- **THE TASK**:
Go through the entries below and count the lines where the word "caller" appears; give only the count.

- **TASK INPUTS**:
------------------------------------------------------------

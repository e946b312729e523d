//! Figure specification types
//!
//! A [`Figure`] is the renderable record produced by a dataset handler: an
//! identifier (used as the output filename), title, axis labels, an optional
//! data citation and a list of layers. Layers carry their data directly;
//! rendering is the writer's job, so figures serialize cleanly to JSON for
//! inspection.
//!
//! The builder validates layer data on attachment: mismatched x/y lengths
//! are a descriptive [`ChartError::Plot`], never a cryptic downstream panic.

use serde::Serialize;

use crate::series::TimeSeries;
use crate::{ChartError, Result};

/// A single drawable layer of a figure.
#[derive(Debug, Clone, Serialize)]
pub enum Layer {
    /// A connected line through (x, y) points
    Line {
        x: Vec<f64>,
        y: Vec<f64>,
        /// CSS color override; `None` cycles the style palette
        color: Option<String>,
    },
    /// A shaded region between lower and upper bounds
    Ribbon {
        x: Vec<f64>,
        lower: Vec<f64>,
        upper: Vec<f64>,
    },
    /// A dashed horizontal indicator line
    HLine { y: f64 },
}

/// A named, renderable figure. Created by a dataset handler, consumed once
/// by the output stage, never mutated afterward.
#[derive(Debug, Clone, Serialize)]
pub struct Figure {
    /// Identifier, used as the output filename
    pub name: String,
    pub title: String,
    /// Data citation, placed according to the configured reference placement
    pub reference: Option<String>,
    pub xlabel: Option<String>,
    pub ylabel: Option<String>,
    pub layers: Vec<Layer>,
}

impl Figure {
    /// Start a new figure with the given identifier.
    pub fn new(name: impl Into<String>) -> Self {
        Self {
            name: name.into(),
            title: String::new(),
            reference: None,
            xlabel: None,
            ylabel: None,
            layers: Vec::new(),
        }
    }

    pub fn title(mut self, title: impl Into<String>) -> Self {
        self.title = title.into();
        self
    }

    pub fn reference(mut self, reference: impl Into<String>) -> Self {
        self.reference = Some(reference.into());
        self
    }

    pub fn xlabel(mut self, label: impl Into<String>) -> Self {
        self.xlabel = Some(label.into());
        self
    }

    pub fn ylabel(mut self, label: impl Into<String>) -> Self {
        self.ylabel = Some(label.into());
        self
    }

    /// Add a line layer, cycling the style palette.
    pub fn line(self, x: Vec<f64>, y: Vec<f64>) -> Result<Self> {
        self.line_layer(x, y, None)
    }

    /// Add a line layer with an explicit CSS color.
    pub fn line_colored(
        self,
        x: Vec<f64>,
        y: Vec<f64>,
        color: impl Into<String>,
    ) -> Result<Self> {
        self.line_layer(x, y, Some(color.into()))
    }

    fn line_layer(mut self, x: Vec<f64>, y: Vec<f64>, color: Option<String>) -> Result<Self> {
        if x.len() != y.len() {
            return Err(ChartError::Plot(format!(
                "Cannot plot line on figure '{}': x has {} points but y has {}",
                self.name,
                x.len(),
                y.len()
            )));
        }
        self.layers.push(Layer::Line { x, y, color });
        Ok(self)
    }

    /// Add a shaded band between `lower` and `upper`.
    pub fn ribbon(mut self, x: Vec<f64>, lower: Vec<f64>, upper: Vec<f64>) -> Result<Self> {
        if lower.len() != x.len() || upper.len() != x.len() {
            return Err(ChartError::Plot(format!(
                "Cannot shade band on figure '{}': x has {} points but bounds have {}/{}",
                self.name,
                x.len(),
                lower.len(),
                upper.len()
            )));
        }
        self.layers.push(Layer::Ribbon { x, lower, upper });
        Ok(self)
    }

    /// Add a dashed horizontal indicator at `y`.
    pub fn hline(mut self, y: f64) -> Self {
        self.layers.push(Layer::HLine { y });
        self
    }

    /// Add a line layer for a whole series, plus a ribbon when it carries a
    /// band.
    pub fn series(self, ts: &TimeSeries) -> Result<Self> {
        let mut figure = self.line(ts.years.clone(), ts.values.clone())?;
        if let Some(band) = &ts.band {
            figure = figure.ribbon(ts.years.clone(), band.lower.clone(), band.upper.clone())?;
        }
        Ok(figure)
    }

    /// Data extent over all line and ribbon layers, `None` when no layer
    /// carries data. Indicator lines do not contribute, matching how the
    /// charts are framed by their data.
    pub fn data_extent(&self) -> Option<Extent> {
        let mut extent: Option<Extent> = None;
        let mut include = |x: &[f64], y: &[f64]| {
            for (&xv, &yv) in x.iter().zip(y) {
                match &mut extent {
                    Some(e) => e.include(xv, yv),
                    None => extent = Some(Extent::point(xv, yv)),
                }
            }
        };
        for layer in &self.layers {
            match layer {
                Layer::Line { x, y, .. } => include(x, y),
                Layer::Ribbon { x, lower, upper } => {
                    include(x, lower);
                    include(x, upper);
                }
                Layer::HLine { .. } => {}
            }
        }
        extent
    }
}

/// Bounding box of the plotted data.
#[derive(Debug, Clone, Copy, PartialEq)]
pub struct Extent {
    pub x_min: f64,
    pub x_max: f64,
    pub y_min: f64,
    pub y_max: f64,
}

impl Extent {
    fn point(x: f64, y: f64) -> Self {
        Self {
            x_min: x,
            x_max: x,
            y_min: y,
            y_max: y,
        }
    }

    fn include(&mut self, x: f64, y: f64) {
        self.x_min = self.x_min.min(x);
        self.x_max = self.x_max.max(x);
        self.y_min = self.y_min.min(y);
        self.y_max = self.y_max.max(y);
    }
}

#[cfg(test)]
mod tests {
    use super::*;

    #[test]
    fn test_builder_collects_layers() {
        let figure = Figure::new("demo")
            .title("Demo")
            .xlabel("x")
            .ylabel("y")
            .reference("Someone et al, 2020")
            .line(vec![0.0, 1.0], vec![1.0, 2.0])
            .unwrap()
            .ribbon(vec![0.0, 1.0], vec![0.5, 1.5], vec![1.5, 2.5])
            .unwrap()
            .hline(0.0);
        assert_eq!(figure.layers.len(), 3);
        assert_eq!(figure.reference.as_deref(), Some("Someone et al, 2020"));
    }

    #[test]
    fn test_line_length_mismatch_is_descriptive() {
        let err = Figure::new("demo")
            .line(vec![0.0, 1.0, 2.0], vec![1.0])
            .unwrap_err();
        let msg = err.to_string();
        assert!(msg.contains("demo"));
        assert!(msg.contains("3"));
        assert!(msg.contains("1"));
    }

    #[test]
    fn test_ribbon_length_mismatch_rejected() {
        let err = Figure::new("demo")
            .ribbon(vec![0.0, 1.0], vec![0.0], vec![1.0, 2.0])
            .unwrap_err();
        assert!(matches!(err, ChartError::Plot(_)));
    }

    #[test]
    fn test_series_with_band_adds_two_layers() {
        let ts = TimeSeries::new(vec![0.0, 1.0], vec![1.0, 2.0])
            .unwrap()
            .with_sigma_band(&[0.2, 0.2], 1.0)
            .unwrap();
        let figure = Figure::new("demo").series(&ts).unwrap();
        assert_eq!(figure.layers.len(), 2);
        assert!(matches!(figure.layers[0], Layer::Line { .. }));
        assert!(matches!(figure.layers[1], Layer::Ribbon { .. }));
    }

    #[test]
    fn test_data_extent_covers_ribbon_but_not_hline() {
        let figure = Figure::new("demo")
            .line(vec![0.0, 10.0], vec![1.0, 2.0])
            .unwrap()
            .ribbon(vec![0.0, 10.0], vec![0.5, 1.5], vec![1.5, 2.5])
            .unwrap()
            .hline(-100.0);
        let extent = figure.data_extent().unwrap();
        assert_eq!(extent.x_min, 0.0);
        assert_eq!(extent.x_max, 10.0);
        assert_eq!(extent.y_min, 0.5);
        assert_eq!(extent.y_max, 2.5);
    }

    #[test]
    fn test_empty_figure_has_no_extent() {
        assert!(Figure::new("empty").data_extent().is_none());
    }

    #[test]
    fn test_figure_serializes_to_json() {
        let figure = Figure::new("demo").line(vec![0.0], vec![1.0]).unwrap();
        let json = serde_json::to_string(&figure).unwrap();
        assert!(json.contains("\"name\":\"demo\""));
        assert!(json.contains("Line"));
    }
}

------------------------------------------------------------

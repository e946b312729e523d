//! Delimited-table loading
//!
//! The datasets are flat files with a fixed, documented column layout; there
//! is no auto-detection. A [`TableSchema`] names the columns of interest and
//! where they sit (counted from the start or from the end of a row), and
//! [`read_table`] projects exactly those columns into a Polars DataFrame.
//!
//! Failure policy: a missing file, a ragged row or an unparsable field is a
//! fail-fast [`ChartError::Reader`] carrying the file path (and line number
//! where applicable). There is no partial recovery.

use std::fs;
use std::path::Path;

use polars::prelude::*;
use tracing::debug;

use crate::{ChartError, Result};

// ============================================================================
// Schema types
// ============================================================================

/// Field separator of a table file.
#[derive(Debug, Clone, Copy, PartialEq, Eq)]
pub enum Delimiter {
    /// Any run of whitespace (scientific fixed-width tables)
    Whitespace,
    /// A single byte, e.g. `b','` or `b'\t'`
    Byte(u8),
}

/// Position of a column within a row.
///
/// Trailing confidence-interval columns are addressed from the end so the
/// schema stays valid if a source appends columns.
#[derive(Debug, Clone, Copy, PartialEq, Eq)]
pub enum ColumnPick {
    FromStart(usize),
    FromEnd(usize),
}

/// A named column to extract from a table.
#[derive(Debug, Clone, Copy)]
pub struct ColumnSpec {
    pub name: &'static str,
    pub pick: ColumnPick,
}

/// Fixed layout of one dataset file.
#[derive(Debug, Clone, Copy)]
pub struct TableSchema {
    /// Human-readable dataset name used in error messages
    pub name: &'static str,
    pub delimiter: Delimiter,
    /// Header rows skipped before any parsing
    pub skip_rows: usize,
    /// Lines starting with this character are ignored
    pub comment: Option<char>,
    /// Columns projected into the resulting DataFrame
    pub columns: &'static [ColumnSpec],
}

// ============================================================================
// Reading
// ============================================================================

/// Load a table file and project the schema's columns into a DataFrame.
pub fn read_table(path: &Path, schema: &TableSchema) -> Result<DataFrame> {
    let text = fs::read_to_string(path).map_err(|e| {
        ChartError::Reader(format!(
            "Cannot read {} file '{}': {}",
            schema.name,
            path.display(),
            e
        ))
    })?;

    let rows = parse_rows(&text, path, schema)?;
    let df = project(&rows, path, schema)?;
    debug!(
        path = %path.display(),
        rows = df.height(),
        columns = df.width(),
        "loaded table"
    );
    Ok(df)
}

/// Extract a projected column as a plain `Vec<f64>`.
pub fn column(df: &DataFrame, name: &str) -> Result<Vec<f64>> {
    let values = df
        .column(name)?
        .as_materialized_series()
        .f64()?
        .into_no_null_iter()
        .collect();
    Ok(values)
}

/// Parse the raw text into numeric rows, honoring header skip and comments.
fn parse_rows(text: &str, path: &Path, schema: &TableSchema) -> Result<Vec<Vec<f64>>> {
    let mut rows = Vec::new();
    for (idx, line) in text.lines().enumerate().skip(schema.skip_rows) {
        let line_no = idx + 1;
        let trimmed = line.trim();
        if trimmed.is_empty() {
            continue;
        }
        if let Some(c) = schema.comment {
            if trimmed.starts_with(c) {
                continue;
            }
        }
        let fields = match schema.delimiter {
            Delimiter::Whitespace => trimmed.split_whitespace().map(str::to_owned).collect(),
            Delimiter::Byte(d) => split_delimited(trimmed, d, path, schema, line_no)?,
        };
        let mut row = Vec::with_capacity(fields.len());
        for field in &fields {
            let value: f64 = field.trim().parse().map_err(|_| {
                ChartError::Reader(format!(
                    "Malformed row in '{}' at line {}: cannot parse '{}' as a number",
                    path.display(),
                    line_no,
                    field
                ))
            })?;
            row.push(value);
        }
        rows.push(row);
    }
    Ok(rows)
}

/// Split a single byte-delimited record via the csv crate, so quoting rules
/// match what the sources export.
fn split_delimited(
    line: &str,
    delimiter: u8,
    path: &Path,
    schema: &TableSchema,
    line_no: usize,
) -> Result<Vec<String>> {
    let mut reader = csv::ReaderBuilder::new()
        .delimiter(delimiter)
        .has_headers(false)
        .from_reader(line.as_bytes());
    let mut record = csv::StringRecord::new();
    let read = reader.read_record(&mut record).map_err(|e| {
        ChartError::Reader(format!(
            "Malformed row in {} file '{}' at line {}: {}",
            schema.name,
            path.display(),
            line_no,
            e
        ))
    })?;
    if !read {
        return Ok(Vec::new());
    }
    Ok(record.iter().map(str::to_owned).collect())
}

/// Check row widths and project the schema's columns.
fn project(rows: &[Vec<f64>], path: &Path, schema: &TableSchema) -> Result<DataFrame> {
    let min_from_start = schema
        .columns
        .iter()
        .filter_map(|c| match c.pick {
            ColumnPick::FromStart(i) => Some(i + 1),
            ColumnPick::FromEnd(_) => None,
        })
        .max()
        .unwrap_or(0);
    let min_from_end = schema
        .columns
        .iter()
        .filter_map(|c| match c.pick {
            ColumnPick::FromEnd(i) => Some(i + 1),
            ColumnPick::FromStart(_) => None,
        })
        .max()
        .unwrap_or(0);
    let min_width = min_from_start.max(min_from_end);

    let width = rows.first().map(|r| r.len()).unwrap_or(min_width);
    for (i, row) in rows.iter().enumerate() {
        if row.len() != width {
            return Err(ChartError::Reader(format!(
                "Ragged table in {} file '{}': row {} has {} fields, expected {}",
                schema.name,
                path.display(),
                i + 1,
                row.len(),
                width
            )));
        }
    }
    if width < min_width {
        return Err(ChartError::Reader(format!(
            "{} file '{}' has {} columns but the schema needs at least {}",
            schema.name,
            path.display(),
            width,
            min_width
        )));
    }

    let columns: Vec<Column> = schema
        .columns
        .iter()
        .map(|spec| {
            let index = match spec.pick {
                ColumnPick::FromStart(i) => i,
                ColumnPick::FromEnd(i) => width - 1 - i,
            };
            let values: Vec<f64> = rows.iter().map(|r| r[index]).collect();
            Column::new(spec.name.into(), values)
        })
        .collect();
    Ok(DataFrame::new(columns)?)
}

------------------------------------------------------------

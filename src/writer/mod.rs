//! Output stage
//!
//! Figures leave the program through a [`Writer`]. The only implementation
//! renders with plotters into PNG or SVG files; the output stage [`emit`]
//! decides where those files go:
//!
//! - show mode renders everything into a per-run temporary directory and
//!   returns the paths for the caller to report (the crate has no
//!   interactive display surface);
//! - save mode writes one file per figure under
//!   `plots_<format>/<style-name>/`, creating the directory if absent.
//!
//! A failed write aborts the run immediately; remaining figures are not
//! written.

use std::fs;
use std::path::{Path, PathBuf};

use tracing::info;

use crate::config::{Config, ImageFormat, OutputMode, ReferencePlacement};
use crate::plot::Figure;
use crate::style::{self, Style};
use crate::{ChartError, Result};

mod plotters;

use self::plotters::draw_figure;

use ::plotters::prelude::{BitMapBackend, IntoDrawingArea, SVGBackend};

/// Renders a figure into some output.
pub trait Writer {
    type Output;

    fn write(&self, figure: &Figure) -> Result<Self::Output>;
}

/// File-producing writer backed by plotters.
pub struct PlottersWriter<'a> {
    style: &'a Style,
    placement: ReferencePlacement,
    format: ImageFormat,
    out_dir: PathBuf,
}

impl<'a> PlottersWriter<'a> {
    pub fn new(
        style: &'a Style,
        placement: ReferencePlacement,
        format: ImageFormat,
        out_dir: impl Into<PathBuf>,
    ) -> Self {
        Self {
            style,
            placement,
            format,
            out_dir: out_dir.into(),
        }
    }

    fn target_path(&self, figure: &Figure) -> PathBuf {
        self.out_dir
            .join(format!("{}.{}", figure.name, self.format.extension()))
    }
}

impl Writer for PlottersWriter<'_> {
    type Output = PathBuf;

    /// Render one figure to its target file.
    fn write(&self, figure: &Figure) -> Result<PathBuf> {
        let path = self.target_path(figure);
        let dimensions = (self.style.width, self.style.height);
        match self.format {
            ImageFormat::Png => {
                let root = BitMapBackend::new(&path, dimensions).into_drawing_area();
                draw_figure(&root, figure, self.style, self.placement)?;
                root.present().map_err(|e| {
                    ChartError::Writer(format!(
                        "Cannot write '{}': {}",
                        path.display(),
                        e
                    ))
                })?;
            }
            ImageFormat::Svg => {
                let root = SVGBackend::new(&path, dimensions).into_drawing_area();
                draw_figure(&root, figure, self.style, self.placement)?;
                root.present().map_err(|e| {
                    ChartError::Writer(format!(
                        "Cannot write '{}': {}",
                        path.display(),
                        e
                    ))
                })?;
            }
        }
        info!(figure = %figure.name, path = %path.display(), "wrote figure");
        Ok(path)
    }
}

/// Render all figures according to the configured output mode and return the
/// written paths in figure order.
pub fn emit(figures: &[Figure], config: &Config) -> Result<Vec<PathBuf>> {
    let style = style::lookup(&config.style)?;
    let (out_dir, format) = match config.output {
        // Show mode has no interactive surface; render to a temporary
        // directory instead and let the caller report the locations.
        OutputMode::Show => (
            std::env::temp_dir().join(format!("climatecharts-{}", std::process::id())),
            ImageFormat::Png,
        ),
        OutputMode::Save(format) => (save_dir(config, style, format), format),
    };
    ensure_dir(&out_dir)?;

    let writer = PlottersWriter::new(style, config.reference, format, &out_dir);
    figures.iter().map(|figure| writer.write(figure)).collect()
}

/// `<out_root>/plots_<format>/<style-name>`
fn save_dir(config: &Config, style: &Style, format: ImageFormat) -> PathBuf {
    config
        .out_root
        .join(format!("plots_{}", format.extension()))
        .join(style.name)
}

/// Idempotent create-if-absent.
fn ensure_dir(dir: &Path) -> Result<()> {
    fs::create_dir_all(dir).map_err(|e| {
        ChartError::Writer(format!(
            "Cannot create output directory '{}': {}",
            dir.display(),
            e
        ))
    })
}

------------------------------------------------------------

- **EXERCISE ANSWER**:
2